** INPUT MATERIAL follows **
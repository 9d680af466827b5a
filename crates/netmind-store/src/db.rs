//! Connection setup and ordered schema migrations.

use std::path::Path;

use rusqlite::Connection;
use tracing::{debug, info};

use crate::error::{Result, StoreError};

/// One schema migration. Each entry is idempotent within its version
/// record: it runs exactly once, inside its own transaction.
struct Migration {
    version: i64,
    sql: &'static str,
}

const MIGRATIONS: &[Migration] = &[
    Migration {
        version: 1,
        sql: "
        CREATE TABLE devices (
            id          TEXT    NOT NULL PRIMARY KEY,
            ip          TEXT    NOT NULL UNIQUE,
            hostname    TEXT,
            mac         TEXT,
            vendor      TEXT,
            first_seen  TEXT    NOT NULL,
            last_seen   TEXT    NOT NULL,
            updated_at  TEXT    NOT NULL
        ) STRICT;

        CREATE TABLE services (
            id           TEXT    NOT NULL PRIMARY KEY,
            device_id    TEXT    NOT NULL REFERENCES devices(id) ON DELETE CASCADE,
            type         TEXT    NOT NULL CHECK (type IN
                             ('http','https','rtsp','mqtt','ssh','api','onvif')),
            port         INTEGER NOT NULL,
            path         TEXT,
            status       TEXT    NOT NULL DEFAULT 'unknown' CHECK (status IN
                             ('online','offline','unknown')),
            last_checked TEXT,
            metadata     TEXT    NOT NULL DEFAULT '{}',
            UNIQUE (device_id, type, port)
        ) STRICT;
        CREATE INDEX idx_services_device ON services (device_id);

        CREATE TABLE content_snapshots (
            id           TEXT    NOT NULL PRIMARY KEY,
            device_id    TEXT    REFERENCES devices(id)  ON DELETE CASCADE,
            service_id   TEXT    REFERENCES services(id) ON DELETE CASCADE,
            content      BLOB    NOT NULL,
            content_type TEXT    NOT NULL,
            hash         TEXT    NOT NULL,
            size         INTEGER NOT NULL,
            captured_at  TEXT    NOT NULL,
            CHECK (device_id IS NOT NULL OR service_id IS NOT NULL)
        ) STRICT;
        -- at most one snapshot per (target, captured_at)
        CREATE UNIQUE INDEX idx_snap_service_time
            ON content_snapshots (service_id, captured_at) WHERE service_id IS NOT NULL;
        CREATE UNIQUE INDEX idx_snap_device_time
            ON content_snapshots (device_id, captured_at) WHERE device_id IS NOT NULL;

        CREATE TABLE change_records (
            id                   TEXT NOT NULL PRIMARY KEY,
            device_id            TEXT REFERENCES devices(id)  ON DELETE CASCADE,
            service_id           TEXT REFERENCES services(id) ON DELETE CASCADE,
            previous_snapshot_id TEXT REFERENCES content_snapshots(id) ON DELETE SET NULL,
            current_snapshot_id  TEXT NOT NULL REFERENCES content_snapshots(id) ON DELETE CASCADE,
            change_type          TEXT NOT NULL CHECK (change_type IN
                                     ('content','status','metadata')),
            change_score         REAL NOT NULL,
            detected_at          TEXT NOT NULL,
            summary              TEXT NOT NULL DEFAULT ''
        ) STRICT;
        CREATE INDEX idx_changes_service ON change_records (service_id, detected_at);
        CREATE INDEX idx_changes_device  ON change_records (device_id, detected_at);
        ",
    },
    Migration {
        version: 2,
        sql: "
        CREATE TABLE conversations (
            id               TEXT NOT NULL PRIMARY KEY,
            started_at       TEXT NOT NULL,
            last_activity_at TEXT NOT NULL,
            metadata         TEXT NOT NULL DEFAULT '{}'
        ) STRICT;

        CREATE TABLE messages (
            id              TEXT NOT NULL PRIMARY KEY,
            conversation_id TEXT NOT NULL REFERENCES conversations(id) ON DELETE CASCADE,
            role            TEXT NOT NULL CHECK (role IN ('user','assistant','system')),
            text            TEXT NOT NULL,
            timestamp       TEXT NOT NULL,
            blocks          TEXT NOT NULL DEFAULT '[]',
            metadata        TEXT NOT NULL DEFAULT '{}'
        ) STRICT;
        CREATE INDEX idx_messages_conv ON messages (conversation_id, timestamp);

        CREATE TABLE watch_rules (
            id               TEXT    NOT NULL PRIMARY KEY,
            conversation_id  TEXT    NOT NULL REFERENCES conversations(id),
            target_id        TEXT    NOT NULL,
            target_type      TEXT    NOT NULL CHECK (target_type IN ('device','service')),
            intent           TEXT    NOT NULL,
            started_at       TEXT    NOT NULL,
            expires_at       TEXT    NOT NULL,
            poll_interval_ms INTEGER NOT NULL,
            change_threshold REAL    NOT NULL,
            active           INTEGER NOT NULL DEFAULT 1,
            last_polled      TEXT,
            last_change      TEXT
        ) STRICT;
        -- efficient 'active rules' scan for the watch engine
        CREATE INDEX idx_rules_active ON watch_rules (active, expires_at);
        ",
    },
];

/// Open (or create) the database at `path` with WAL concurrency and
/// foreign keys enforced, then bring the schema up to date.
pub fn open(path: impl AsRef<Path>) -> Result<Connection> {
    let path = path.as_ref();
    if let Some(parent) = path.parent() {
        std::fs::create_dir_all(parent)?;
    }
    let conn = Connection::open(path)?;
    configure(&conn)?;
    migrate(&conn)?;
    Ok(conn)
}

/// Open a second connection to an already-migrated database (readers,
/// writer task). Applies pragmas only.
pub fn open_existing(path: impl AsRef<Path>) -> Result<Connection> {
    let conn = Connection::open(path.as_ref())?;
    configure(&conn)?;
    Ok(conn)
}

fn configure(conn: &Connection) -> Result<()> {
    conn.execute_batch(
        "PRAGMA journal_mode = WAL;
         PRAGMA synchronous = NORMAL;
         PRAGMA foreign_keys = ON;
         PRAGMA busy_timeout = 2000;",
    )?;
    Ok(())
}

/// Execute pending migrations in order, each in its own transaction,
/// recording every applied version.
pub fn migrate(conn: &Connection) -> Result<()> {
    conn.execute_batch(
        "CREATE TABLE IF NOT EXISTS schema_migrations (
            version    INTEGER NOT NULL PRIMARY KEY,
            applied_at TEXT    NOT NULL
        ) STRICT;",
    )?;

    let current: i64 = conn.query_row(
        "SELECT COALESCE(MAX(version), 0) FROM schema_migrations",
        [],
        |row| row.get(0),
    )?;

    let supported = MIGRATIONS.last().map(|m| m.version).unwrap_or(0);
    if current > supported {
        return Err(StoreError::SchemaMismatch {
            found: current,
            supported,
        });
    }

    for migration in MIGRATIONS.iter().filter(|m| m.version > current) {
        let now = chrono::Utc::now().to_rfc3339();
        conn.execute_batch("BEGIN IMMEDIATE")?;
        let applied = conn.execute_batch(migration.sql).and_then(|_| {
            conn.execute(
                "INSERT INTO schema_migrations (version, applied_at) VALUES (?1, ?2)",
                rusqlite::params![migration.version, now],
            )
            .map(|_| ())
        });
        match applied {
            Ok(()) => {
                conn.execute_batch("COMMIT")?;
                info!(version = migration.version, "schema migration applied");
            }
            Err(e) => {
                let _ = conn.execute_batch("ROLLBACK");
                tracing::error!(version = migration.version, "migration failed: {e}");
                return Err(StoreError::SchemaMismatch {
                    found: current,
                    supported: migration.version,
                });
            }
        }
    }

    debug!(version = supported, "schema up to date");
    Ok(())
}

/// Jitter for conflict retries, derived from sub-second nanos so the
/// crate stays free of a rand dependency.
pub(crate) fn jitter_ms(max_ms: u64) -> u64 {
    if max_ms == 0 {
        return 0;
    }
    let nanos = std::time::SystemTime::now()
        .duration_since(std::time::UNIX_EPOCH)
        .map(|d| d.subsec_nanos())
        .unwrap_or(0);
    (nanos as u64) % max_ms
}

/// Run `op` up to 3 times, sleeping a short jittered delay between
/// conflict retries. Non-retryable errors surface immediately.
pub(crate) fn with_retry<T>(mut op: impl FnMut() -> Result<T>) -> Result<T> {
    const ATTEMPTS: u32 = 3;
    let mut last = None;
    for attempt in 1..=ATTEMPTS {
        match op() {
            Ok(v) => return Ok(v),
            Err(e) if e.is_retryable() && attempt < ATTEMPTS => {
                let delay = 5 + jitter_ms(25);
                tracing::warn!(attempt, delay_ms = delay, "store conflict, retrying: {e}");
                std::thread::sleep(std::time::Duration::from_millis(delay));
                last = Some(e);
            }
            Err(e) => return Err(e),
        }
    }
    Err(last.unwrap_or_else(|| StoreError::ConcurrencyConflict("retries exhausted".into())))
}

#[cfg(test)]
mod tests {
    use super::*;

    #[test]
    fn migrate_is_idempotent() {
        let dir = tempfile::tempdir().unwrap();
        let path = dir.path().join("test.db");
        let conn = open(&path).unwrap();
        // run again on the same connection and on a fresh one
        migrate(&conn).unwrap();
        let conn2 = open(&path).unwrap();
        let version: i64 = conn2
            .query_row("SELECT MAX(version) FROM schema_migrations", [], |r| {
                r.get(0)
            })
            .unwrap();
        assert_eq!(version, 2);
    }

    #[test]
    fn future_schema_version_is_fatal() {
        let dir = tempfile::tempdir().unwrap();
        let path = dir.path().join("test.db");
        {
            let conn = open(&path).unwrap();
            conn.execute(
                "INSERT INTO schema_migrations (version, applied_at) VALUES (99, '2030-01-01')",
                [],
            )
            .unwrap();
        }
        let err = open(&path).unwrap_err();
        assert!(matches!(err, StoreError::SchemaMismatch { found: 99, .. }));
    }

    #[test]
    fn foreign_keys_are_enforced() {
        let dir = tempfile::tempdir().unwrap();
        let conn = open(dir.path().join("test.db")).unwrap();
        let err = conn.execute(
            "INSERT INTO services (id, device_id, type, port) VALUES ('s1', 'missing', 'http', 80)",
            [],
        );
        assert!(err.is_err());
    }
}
** End of INPUT MATERIAL **
» ASSIGNMENT: Give back the entries above exactly as they are, from their first line through the line that contains "-- at most one", both included, with nothing else.

» TASK ANSWER:
repository 9d680af466827b5a
filename crates/netmind-store/src/db.rs
//! Connection setup and ordered schema migrations.

use std::path::Path;

use rusqlite::Connection;
use tracing::{debug, info};

use crate::error::{Result, StoreError};

/// One schema migration. Each entry is idempotent within its version
/// record: it runs exactly once, inside its own transaction.
struct Migration {
    version: i64,
    sql: &'static str,
}

const MIGRATIONS: &[Migration] = &[
    Migration {
        version: 1,
        sql: "
        CREATE TABLE devices (
            id          TEXT    NOT NULL PRIMARY KEY,
            ip          TEXT    NOT NULL UNIQUE,
            hostname    TEXT,
            mac         TEXT,
            vendor      TEXT,
            first_seen  TEXT    NOT NULL,
            last_seen   TEXT    NOT NULL,
            updated_at  TEXT    NOT NULL
        ) STRICT;

        CREATE TABLE services (
            id           TEXT    NOT NULL PRIMARY KEY,
            device_id    TEXT    NOT NULL REFERENCES devices(id) ON DELETE CASCADE,
            type         TEXT    NOT NULL CHECK (type IN
                             ('http','https','rtsp','mqtt','ssh','api','onvif')),
            port         INTEGER NOT NULL,
            path         TEXT,
            status       TEXT    NOT NULL DEFAULT 'unknown' CHECK (status IN
                             ('online','offline','unknown')),
            last_checked TEXT,
            metadata     TEXT    NOT NULL DEFAULT '{}',
            UNIQUE (device_id, type, port)
        ) STRICT;
        CREATE INDEX idx_services_device ON services (device_id);

        CREATE TABLE content_snapshots (
            id           TEXT    NOT NULL PRIMARY KEY,
            device_id    TEXT    REFERENCES devices(id)  ON DELETE CASCADE,
            service_id   TEXT    REFERENCES services(id) ON DELETE CASCADE,
            content      BLOB    NOT NULL,
            content_type TEXT    NOT NULL,
            hash         TEXT    NOT NULL,
            size         INTEGER NOT NULL,
            captured_at  TEXT    NOT NULL,
            CHECK (device_id IS NOT NULL OR service_id IS NOT NULL)
        ) STRICT;
        -- at most one snapshot per (target, captured_at)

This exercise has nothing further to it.